:: Required action ::
Repeat the records below line by line, exactly, finishing on the line that contains "an arbitrary sub-expression.".

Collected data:
◇ ◇ ◇ ◇ ◇

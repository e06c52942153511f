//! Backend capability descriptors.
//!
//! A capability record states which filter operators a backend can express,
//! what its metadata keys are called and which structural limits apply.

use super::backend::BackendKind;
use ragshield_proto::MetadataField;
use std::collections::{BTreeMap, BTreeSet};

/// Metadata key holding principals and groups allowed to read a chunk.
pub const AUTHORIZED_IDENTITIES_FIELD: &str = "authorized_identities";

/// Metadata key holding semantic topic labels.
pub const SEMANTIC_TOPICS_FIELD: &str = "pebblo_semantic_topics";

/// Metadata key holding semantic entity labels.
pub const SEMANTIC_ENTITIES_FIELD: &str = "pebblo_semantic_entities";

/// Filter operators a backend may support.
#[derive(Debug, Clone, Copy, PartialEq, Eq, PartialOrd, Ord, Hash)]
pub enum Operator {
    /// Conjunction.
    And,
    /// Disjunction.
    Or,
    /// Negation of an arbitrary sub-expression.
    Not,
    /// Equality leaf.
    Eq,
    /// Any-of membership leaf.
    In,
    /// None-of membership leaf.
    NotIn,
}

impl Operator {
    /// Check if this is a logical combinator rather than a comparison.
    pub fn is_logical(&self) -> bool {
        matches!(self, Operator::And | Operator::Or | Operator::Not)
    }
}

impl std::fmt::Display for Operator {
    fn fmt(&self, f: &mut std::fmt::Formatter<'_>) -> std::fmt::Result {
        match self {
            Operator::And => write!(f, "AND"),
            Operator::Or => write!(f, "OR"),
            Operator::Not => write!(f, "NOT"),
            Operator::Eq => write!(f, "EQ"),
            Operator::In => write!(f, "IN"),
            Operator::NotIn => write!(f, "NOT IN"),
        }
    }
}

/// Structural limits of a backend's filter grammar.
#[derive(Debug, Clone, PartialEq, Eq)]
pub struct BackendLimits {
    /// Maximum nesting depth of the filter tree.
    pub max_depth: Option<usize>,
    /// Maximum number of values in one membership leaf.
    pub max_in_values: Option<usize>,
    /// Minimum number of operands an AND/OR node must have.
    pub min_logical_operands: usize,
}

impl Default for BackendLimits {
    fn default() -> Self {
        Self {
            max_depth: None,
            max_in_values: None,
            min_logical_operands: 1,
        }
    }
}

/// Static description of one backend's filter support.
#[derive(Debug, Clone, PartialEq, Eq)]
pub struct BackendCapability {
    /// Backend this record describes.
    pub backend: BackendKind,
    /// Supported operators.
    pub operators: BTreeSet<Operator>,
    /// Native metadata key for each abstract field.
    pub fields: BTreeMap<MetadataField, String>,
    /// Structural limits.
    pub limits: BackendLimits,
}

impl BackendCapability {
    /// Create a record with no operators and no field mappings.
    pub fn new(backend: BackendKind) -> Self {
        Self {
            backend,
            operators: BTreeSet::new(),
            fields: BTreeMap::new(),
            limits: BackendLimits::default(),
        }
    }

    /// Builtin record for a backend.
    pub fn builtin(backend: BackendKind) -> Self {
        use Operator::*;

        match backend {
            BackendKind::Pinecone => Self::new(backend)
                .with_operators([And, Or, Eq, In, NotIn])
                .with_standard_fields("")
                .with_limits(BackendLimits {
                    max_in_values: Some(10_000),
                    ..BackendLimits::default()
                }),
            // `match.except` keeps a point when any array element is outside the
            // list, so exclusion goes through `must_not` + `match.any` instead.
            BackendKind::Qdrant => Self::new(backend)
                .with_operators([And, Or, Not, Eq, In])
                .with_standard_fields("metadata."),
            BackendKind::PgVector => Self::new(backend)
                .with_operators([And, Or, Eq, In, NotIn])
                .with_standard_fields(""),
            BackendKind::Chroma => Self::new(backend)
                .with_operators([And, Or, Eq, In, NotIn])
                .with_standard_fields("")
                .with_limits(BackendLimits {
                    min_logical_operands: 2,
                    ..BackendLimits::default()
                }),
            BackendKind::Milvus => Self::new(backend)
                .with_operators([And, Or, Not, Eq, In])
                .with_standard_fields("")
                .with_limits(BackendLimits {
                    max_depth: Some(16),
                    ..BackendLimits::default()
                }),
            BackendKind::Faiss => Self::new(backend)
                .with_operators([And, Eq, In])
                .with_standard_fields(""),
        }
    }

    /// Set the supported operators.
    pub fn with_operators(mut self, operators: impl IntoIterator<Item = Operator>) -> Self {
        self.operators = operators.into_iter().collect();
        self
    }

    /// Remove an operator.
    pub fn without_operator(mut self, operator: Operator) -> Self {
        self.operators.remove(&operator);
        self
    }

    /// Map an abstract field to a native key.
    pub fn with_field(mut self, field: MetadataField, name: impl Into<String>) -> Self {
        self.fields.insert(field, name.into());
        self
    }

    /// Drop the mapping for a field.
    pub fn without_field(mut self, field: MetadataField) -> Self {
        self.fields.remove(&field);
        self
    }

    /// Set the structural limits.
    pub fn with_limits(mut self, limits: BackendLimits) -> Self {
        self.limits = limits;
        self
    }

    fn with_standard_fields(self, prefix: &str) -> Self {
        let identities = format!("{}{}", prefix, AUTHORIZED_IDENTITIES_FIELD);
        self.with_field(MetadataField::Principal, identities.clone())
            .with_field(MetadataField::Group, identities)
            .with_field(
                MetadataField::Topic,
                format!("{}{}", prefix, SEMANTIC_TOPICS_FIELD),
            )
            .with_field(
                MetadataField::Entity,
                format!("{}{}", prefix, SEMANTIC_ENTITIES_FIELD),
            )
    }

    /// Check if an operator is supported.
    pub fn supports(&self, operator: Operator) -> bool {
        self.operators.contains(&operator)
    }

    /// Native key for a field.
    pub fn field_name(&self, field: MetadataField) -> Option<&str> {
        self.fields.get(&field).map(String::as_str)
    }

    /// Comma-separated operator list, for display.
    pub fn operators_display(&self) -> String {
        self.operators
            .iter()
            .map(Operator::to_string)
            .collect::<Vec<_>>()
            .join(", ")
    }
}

◇ ◇ ◇ ◇ ◇

:: Solution for this problem ::
repository e06c52942153511f
//! Backend capability descriptors.
//!
//! A capability record states which filter operators a backend can express,
//! what its metadata keys are called and which structural limits apply.

use super::backend::BackendKind;
use ragshield_proto::MetadataField;
use std::collections::{BTreeMap, BTreeSet};

/// Metadata key holding principals and groups allowed to read a chunk.
pub const AUTHORIZED_IDENTITIES_FIELD: &str = "authorized_identities";

/// Metadata key holding semantic topic labels.
pub const SEMANTIC_TOPICS_FIELD: &str = "pebblo_semantic_topics";

/// Metadata key holding semantic entity labels.
pub const SEMANTIC_ENTITIES_FIELD: &str = "pebblo_semantic_entities";

/// Filter operators a backend may support.
#[derive(Debug, Clone, Copy, PartialEq, Eq, PartialOrd, Ord, Hash)]
pub enum Operator {
    /// Conjunction.
    And,
    /// Disjunction.
    Or,
    /// Negation of an arbitrary sub-expression.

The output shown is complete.